◆ **EXERCISE PROMPT**
Scan the lines below for "movies" and copy the matches.

-- -- --

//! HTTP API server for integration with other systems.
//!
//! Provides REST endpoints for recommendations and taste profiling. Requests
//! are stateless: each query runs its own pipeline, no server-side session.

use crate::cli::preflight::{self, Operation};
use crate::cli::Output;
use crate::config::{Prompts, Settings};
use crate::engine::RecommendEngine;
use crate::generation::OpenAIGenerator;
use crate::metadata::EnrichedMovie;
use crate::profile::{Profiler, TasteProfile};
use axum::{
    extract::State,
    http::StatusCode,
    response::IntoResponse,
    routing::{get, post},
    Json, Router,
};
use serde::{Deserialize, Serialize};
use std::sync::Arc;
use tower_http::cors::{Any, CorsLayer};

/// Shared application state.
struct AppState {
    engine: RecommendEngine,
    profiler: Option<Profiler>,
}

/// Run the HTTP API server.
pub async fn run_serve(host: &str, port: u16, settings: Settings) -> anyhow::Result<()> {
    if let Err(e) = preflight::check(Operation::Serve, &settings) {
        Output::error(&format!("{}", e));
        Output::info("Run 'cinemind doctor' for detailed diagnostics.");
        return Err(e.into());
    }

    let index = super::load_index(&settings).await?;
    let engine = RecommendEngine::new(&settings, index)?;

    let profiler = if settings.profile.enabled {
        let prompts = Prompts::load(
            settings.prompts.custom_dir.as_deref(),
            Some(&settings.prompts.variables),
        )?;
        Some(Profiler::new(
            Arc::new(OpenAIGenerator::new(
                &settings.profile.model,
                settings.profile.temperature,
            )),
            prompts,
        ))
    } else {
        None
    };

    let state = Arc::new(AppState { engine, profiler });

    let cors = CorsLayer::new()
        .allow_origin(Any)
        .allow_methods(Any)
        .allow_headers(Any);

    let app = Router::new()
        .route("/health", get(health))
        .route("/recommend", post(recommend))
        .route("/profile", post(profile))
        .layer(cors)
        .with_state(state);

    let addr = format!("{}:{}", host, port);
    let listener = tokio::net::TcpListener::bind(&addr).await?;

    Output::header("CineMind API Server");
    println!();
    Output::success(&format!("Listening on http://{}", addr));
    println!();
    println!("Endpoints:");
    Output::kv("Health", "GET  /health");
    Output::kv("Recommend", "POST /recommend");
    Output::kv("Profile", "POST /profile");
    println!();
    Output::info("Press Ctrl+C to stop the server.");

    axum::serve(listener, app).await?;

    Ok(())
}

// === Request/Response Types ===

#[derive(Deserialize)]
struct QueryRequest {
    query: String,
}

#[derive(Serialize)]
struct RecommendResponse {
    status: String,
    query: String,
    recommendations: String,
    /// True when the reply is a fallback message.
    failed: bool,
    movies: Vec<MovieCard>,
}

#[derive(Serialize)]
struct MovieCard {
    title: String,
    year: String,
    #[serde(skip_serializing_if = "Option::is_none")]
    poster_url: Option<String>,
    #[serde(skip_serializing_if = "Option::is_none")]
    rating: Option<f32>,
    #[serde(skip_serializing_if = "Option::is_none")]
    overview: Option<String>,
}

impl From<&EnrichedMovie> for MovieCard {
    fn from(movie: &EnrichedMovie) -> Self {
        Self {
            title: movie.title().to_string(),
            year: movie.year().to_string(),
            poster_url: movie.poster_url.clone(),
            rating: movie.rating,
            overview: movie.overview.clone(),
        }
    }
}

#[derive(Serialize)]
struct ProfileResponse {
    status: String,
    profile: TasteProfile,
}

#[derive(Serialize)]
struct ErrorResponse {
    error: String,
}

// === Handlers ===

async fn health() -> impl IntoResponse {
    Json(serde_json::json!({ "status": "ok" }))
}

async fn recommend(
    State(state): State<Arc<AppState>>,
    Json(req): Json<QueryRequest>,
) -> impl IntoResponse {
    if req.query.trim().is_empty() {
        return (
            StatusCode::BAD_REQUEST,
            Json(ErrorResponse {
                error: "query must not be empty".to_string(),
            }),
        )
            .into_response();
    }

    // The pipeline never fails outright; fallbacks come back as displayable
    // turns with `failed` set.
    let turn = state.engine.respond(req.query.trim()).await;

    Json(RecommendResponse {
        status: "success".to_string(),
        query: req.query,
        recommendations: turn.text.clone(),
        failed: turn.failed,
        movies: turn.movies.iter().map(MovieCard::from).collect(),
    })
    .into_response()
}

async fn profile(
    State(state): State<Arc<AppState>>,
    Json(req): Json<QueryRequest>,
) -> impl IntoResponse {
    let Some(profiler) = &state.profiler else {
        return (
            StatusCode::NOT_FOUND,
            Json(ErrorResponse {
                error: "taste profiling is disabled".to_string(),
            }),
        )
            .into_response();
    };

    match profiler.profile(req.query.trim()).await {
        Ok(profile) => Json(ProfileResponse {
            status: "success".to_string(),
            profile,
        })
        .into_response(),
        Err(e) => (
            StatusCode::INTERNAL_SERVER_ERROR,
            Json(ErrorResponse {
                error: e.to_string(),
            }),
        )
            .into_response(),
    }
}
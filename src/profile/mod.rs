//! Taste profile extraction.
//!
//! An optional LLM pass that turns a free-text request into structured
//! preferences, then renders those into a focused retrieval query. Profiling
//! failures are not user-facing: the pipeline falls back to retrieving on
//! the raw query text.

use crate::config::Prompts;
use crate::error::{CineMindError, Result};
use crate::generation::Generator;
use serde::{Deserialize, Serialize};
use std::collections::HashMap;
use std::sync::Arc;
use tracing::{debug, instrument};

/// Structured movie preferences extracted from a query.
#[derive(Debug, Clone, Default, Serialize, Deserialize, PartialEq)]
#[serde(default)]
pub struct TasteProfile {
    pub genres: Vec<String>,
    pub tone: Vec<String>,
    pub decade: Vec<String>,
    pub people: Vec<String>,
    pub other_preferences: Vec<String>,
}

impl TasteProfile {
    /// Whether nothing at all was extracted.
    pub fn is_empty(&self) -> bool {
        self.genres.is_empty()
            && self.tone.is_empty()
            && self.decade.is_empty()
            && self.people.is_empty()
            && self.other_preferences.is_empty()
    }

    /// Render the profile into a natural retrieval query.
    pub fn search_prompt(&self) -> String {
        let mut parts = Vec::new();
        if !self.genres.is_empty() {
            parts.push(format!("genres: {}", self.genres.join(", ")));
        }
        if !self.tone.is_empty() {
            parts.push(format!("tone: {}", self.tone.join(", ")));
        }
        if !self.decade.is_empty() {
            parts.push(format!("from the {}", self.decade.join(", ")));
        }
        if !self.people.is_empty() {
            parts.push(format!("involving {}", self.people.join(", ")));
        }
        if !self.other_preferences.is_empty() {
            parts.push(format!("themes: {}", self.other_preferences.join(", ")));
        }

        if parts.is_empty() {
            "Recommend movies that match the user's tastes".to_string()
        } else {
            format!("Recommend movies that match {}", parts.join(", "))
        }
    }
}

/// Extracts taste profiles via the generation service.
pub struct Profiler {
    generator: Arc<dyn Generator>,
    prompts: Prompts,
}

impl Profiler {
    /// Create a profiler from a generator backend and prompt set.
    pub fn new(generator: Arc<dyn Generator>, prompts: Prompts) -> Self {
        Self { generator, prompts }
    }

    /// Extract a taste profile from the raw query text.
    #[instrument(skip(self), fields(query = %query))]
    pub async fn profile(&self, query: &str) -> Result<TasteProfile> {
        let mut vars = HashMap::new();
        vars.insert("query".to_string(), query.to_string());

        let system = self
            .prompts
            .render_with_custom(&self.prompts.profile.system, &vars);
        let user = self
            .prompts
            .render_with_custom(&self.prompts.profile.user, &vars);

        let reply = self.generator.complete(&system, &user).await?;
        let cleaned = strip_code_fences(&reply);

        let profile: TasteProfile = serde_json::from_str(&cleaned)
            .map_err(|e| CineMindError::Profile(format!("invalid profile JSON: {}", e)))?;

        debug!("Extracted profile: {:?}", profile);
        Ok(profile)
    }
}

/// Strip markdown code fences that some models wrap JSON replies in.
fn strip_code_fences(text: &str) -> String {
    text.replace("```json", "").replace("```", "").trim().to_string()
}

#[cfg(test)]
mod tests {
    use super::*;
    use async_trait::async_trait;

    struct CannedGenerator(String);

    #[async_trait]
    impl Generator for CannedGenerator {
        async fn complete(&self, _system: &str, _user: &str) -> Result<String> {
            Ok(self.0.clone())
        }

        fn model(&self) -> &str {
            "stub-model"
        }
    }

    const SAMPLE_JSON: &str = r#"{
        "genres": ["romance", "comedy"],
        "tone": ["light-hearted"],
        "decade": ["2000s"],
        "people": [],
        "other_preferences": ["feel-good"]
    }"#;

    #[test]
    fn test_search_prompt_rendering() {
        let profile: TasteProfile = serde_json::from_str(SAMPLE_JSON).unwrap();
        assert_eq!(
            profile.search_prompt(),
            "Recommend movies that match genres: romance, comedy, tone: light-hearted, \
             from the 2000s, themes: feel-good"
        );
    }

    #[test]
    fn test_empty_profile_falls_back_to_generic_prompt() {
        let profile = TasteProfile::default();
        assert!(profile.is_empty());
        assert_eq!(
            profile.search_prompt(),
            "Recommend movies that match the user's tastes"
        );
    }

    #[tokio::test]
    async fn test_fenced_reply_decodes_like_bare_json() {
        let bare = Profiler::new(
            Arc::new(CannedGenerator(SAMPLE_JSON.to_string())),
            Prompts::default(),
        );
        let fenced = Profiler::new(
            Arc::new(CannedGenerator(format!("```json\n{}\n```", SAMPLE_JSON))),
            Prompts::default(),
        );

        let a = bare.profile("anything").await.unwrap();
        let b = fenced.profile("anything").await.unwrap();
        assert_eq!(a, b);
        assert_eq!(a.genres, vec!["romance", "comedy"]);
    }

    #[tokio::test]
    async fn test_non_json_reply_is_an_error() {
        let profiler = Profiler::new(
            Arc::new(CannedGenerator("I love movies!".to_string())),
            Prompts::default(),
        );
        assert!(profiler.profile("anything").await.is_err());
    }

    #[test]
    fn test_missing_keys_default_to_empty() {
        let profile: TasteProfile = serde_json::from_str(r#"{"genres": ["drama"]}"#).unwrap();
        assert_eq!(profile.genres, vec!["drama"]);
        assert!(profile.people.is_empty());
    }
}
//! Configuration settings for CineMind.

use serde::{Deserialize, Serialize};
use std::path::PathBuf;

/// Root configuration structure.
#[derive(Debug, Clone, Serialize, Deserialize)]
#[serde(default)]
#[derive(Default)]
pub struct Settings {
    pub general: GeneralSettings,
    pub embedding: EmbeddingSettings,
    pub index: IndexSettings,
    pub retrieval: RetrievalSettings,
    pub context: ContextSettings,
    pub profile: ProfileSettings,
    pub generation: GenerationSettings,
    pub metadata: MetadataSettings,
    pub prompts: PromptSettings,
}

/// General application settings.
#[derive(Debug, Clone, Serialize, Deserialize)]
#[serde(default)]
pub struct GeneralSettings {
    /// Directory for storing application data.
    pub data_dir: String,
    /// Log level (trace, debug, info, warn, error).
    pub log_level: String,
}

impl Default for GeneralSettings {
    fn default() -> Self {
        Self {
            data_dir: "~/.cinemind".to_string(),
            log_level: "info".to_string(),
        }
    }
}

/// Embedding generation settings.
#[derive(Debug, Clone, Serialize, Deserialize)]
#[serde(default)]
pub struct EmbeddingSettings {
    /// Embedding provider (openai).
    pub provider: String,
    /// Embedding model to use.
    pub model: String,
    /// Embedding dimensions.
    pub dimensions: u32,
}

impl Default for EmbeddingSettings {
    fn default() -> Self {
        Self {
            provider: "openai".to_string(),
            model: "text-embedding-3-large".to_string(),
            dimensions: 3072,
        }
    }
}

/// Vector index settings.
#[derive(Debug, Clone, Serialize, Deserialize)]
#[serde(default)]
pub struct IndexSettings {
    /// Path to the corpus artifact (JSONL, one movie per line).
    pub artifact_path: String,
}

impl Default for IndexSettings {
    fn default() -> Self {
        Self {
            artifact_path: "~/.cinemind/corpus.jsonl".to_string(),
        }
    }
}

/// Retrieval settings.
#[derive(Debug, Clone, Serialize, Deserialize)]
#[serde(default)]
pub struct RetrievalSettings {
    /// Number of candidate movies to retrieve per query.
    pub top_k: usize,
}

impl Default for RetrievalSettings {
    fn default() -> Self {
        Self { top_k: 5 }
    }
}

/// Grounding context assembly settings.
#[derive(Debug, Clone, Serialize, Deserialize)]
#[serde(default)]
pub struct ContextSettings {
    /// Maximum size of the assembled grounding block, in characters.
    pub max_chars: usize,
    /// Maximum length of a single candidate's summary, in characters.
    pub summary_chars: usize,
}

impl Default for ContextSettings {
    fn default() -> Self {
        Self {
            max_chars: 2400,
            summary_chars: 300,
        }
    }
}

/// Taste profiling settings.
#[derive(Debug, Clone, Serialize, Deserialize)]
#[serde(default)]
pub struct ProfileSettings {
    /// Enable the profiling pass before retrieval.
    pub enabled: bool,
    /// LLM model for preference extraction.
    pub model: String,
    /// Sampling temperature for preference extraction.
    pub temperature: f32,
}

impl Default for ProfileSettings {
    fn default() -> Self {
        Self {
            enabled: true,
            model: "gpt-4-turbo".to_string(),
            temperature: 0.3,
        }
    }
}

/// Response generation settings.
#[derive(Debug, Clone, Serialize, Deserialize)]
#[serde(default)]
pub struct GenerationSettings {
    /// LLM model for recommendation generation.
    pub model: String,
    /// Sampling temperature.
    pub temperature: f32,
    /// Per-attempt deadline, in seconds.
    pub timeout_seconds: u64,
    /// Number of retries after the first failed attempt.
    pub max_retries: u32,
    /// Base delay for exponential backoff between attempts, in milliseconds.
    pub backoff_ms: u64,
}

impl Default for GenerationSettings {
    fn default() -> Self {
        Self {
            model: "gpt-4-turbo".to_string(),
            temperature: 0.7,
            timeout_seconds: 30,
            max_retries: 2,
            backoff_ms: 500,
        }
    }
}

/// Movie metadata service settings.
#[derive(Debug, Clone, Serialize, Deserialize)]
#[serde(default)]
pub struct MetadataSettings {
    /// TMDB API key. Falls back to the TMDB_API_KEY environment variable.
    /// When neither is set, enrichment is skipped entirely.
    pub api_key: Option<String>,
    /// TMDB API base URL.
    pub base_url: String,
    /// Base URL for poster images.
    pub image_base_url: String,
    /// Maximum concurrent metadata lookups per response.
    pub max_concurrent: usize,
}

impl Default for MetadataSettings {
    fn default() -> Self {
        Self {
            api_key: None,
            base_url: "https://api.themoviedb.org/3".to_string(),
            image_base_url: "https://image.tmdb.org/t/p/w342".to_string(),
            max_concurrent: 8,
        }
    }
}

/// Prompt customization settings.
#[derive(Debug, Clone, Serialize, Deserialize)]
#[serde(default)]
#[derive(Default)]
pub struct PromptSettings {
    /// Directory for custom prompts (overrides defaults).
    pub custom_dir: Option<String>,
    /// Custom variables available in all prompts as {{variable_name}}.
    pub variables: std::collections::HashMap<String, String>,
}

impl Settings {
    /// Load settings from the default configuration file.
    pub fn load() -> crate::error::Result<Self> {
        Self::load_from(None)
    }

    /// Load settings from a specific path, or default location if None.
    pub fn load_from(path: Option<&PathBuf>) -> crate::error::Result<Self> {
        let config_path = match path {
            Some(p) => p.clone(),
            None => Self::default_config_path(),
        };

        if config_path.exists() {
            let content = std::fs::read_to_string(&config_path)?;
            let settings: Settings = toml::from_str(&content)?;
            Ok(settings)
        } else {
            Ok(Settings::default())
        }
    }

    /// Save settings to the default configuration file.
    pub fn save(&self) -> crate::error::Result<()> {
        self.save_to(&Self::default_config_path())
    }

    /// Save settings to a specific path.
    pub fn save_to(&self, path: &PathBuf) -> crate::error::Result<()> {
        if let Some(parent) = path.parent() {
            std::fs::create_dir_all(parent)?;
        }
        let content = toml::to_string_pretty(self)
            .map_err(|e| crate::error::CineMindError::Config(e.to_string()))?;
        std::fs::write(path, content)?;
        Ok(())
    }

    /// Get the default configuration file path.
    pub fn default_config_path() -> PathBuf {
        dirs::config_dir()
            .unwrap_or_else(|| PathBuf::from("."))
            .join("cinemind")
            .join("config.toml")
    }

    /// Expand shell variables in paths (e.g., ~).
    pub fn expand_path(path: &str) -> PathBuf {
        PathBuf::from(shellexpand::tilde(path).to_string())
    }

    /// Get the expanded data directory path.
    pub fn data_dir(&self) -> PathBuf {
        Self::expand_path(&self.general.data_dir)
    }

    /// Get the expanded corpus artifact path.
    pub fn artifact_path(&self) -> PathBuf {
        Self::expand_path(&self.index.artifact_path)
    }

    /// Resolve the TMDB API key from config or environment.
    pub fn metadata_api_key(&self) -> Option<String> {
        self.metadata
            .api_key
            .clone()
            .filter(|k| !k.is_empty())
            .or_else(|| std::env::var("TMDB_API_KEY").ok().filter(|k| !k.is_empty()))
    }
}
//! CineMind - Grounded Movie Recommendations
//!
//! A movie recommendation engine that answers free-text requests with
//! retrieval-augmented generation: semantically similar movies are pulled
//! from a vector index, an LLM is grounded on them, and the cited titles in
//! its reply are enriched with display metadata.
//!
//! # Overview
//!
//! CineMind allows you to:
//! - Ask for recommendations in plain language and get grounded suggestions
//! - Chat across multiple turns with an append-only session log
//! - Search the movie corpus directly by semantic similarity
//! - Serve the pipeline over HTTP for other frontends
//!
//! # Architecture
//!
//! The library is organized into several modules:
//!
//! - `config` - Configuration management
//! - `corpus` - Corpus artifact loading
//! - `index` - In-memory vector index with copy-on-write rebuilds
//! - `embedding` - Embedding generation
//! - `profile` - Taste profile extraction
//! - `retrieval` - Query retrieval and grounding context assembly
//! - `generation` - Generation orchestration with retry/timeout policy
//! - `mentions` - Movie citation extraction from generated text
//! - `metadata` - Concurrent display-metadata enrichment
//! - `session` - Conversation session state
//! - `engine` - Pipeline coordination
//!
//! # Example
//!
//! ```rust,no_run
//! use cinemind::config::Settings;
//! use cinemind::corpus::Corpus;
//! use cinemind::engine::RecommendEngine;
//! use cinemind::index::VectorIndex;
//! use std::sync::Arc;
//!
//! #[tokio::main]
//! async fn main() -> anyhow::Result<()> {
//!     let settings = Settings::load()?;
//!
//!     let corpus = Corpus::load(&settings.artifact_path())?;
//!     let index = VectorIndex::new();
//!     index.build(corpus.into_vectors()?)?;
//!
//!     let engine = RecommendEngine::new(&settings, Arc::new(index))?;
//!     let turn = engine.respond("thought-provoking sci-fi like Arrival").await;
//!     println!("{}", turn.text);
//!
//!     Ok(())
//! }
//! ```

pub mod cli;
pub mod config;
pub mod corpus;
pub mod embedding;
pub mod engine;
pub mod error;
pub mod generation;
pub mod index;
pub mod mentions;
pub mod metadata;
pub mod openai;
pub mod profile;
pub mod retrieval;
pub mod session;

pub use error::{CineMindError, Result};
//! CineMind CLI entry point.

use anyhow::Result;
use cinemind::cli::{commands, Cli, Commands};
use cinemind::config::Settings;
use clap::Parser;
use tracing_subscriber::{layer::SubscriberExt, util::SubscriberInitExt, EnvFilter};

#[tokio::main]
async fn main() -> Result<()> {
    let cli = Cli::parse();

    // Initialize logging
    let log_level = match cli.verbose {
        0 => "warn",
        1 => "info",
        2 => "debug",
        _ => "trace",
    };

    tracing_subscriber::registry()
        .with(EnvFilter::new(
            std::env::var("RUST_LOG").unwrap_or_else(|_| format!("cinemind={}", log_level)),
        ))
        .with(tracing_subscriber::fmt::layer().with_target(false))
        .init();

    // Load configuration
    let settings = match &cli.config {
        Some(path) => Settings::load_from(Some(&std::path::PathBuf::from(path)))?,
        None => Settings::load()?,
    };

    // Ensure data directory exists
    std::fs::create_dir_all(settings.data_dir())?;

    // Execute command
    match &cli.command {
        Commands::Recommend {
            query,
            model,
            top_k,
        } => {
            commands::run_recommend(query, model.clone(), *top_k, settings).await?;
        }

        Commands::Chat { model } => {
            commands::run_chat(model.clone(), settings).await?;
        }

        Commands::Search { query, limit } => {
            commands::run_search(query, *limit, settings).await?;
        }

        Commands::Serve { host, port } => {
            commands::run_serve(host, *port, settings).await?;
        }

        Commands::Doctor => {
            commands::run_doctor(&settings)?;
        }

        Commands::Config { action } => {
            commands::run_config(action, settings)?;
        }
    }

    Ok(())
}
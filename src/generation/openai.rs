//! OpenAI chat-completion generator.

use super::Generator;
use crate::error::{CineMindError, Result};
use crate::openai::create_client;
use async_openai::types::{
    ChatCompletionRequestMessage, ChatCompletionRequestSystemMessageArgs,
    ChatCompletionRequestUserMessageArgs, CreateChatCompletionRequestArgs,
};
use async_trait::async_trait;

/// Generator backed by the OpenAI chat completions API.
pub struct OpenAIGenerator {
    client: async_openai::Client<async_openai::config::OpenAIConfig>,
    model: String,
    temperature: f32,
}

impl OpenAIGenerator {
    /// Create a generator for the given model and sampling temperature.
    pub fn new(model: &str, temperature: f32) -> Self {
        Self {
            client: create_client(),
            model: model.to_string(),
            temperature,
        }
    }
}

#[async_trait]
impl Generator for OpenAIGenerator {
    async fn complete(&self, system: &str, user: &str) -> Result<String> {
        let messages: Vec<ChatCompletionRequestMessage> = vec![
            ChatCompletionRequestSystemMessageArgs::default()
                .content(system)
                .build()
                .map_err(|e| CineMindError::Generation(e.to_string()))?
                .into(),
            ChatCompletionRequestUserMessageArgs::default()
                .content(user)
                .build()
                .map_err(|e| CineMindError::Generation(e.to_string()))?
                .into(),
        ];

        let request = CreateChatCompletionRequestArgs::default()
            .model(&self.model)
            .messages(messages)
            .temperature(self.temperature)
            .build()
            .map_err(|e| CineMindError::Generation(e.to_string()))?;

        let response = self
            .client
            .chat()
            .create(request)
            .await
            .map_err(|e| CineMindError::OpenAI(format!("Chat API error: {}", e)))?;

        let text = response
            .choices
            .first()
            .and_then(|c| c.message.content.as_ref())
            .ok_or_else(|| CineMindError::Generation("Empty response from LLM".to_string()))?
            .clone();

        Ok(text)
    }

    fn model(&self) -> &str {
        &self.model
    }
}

-- -- --

◆ **TASK RESPONSE**
    movies: Vec<MovieCard>,
        movies: turn.movies.iter().map(MovieCard::from).collect(),
            "Recommend movies that match the user's tastes".to_string()
            format!("Recommend movies that match {}", parts.join(", "))
            "Recommend movies that match genres: romance, comedy, tone: light-hearted, \
            "Recommend movies that match the user's tastes"
            Arc::new(CannedGenerator("I love movies!".to_string())),
    /// Number of candidate movies to retrieve per query.
//! retrieval-augmented generation: semantically similar movies are pulled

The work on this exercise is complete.